Address review comments

Karthik-K-N · Karthik-K-N · commit cc55e76f3af6 · 2025-06-13T16:09:53.000+05:30
diff --git a/keps/sig-node/3953-node-resource-hot-plug/README.md b/keps/sig-node/3953-node-resource-hot-plug/README.md
@@ -99,8 +99,7 @@ aims to optimize resource management, improve scalability, and minimize disrupti
 
 ## Motivation
 Currently, the node's resource configurations are recorded solely during the kubelet bootstrap phase and subsequently cached, assuming the node's compute capacity remains unchanged throughout the cluster's lifecycle.

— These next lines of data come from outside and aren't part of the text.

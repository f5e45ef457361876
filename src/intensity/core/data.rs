//! Point-pattern containers for spatial intensity models.
//!
//! Purpose
//! -------
//! Provide small, validated containers for a 3D point pattern and its
//! observation-window bound. This module centralizes input validation so the
//! likelihood and gradient code can assume clean, index-aligned coordinates.
//!
//! Key behaviors
//! -------------
//! - [`PointPattern`] enforces equal-length, finite coordinate vectors with
//!   at least two points (the leave-one-out likelihood is undefined below
//!   that).
//! - [`ObservationWindow`] enforces a finite, length-3 boundary point.
//! - [`IntensityData`] bundles both into the payload threaded through the
//!   optimizer's `LogLikelihood::Data`.
//!
//! Invariants & assumptions
//! ------------------------
//! - `x`, `y`, `z` are index-aligned: point `i` is `(x[i], y[i], z[i])`.
//! - All coordinates and window entries are finite.
//! - `len() >= 2` always holds after construction.
//! - Data is immutable for the duration of one estimation call; nothing in
//!   this crate mutates a constructed pattern.
//!
//! Conventions
//! -----------
//! - Indexing is 0-based.
//! - The window bound is a per-axis *upper* bound `(tau_x, tau_y, tau_z)`
//!   entering only the normalization term of the likelihood.
//!
//! Testing notes
//! -------------
//! - Unit tests cover the happy path plus each rejection: too few points,
//!   length mismatches, non-finite coordinates, and bad window bounds.
use crate::intensity::errors::{IntensityError, IntensityResult};
use ndarray::Array1;

/// `PointPattern` — validated, index-aligned 3D coordinates.
///
/// Stores one coordinate vector per axis; point `i` is
/// `(x[i], y[i], z[i])`. Construction via [`PointPattern::new`] rejects
/// mismatched lengths, non-finite entries, and patterns with fewer than two
/// points, so downstream code never has to re-check.
#[derive(Debug, Clone, PartialEq)]
pub struct PointPattern {
    /// X coordinates (finite).
    pub x: Array1<f64>,
    /// Y coordinates (finite, same length as `x`).
    pub y: Array1<f64>,
    /// Z coordinates (finite, same length as `x`).
    pub z: Array1<f64>,
}

impl PointPattern {
    /// Construct a validated [`PointPattern`] from raw coordinate vectors.
    ///
    /// Parameters
    /// ----------
    /// - `x`, `y`, `z`: per-axis coordinates; must be index-aligned, all the
    ///   same length `N >= 2`, and finite.
    ///
    /// Errors
    /// ------
    /// - [`IntensityError::CoordinateLengthMismatch`] when `y` or `z` does
    ///   not match `x` in length.
    /// - [`IntensityError::TooFewPoints`] when `N < 2`; with a single point
    ///   the leave-one-out sum is empty and the log-likelihood is `-inf`, so
    ///   this is rejected before any computation.
    /// - [`IntensityError::NonFiniteCoordinate`] for the first NaN/±inf
    ///   entry, scanning axis by axis.
    pub fn new(x: Array1<f64>, y: Array1<f64>, z: Array1<f64>) -> IntensityResult<PointPattern> {
        let n = x.len();
        if y.len() != n {
            return Err(IntensityError::CoordinateLengthMismatch {
                axis: "y",
                expected: n,
                actual: y.len(),
            });
        }
        if z.len() != n {
            return Err(IntensityError::CoordinateLengthMismatch {
                axis: "z",
                expected: n,
                actual: z.len(),
            });
        }
        if n < 2 {
            return Err(IntensityError::TooFewPoints { found: n });
        }
        for (axis, coords) in [("x", &x), ("y", &y), ("z", &z)] {
            if let Some((index, &value)) =
                coords.iter().enumerate().find(|(_, v)| !v.is_finite())
            {
                return Err(IntensityError::NonFiniteCoordinate { axis, index, value });
            }
        }
        Ok(PointPattern { x, y, z })
    }

    /// Number of points in the pattern.
    pub fn len(&self) -> usize {
        self.x.len()
    }

    /// Always `false` for a constructed pattern (`len() >= 2`), provided for
    /// API completeness.
    pub fn is_empty(&self) -> bool {
        self.x.is_empty()
    }
}

/// `ObservationWindow` — per-axis upper bound of the observation domain.
///
/// A single boundary point `(tau_x, tau_y, tau_z)` used in the
/// normalization term, which approximates the integral of the intensity
/// over the domain by evaluating the separable kernel CDF at this bound.
/// How well that approximation holds depends on the window geometry; this
/// type records the bound, it does not validate the geometry.
#[derive(Debug, Clone, PartialEq)]
pub struct ObservationWindow {
    /// Boundary point, length 3, finite.
    pub tau: Array1<f64>,
}

impl ObservationWindow {
    /// Construct a validated [`ObservationWindow`].
    ///
    /// Errors
    /// ------
    /// - [`IntensityError::WindowLengthMismatch`] when `tau.len() != 3`.
    /// - [`IntensityError::NonFiniteWindow`] for the first NaN/±inf entry.
    pub fn new(tau: Array1<f64>) -> IntensityResult<ObservationWindow> {
        if tau.len() != 3 {
            return Err(IntensityError::WindowLengthMismatch { expected: 3, actual: tau.len() });
        }
        if let Some((index, &value)) = tau.iter().enumerate().find(|(_, v)| !v.is_finite()) {
            return Err(IntensityError::NonFiniteWindow { index, value });
        }
        Ok(ObservationWindow { tau })
    }

    /// Upper bound on the x axis.
    pub fn tx(&self) -> f64 {
        self.tau[0]
    }

    /// Upper bound on the y axis.
    pub fn ty(&self) -> f64 {
        self.tau[1]
    }

    /// Upper bound on the z axis.
    pub fn tz(&self) -> f64 {
        self.tau[2]
    }
}

/// `IntensityData` — the estimation payload: a pattern plus its window.
///
/// Both components are validated at construction, so this is a plain
/// bundle with no further checks of its own.
#[derive(Debug, Clone, PartialEq)]
pub struct IntensityData {
    /// Observed point pattern.
    pub pattern: PointPattern,
    /// Observation-window bound entering the normalization term.
    pub window: ObservationWindow,
}

impl IntensityData {
    /// Bundle a validated pattern and window.
    pub fn new(pattern: PointPattern, window: ObservationWindow) -> IntensityData {
        IntensityData { pattern, window }
    }
}

#[cfg(test)]
mod tests {
    use super::*;
    use ndarray::array;

    // -------------------------------------------------------------------------
    // Scope
    // -----
    // These tests cover construction-time validation of `PointPattern` and
    // `ObservationWindow`: the happy path and each documented rejection.
    // Likelihood behavior on valid data is tested in the model layer.
    // -------------------------------------------------------------------------

    #[test]
    // Purpose
    // -------
    // A well-formed three-point pattern constructs and reports its length.
    fn point_pattern_accepts_aligned_finite_coordinates() {
        let pattern = PointPattern::new(
            array![0.1, 0.4, 0.9],
            array![0.2, 0.5, 0.8],
            array![0.3, 0.6, 0.7],
        )
        .expect("aligned finite coordinates should be accepted");
        assert_eq!(pattern.len(), 3);
        assert!(!pattern.is_empty());
    }

    #[test]
    // Purpose
    // -------
    // A single point must be rejected: the leave-one-out sum over the
    // remaining points would be empty and log(0) would reach the optimizer.
    fn point_pattern_rejects_single_point() {
        let result = PointPattern::new(array![0.5], array![0.5], array![0.5]);
        assert_eq!(result, Err(IntensityError::TooFewPoints { found: 1 }));
    }

    #[test]
    fn point_pattern_rejects_empty_input() {
        let result = PointPattern::new(array![], array![], array![]);
        assert_eq!(result, Err(IntensityError::TooFewPoints { found: 0 }));
    }

    #[test]
    // Purpose
    // -------
    // Length mismatches are reported with the offending axis before any
    // finiteness scan happens.
    fn point_pattern_rejects_mismatched_lengths() {
        let result = PointPattern::new(array![0.0, 1.0], array![0.0, 1.0, 2.0], array![0.0, 1.0]);
        assert_eq!(
            result,
            Err(IntensityError::CoordinateLengthMismatch { axis: "y", expected: 2, actual: 3 })
        );
        let result = PointPattern::new(array![0.0, 1.0], array![0.0, 1.0], array![0.0]);
        assert_eq!(
            result,
            Err(IntensityError::CoordinateLengthMismatch { axis: "z", expected: 2, actual: 1 })
        );
    }

    #[test]
    fn point_pattern_rejects_non_finite_coordinates() {
        let result =
            PointPattern::new(array![0.0, 1.0], array![0.0, f64::NAN], array![0.0, 1.0]);
        assert!(matches!(
            result,
            Err(IntensityError::NonFiniteCoordinate { axis: "y", index: 1, .. })
        ));
    }

    #[test]
    fn observation_window_accepts_three_finite_bounds() {
        let window = ObservationWindow::new(array![1.0, 2.0, 3.0])
            .expect("a finite length-3 bound should be accepted");
        assert_eq!((window.tx(), window.ty(), window.tz()), (1.0, 2.0, 3.0));
    }

    #[test]
    fn observation_window_rejects_wrong_length_and_non_finite() {
        assert_eq!(
            ObservationWindow::new(array![1.0, 2.0]),
            Err(IntensityError::WindowLengthMismatch { expected: 3, actual: 2 })
        );
        assert!(matches!(
            ObservationWindow::new(array![1.0, f64::INFINITY, 3.0]),
            Err(IntensityError::NonFiniteWindow { index: 1, .. })
        ));
    }
}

-In a conventional Kubernetes environment, the cluster resources might necessitate modification because of inaccurate resource allocation during cluster initialization or escalating workload over time, 
-necessitating supplementary resources within the cluster.
+In a conventional Kubernetes environment, cluster resources might need modification because of inaccurate resource allocation or due to escalating workloads over time, requiring supplementary resources within the cluster.
 
 Contemporarily, kernel capabilities enable the dynamic addition of CPUs and memory to a node (for example: https://docs.kernel.org/core-api/cpu_hotplug.html and https://docs.kernel.org/core-api/memory-hotplug.html).
 This can be across different architecture and compute environments like Cloud, Bare metal or VM. During this exercise it can lead to Kubernetes being unaware of the node's altered compute capacities during a live-resize,
@@ -119,7 +118,7 @@ However, this approach does carry a few drawbacks such as
    - https://github.com/kubernetes/kubernetes/issues/125579
    - https://github.com/kubernetes/kubernetes/issues/127793
 
-Hence, it is necessary to handle the updates in the compute capacity in a graceful fashion across the cluster, than adopting to reset the cluster components to achieve the same.
+Hence, it is necessary to handle capacity updates gracefully across the cluster, rather than resetting the cluster components to achieve the same outcome.
 
 Also, given that the capability to live-resize a node exists in the Linux and Windows kernels, enabling the kubelet to be aware of the underlying changes in the node's compute capacity will mitigate any actions that are required to be made
 by the Kubernetes administrator.
@@ -152,7 +151,7 @@ Implementing this KEP will empower nodes to recognize and adapt to changes in th
 This KEP strives to enable node resource hot plugging by making the kubelet to watch and retrieve machine resource information from cAdvisor's cache as and when it changes, cAdvisor's cache is already updated periodically.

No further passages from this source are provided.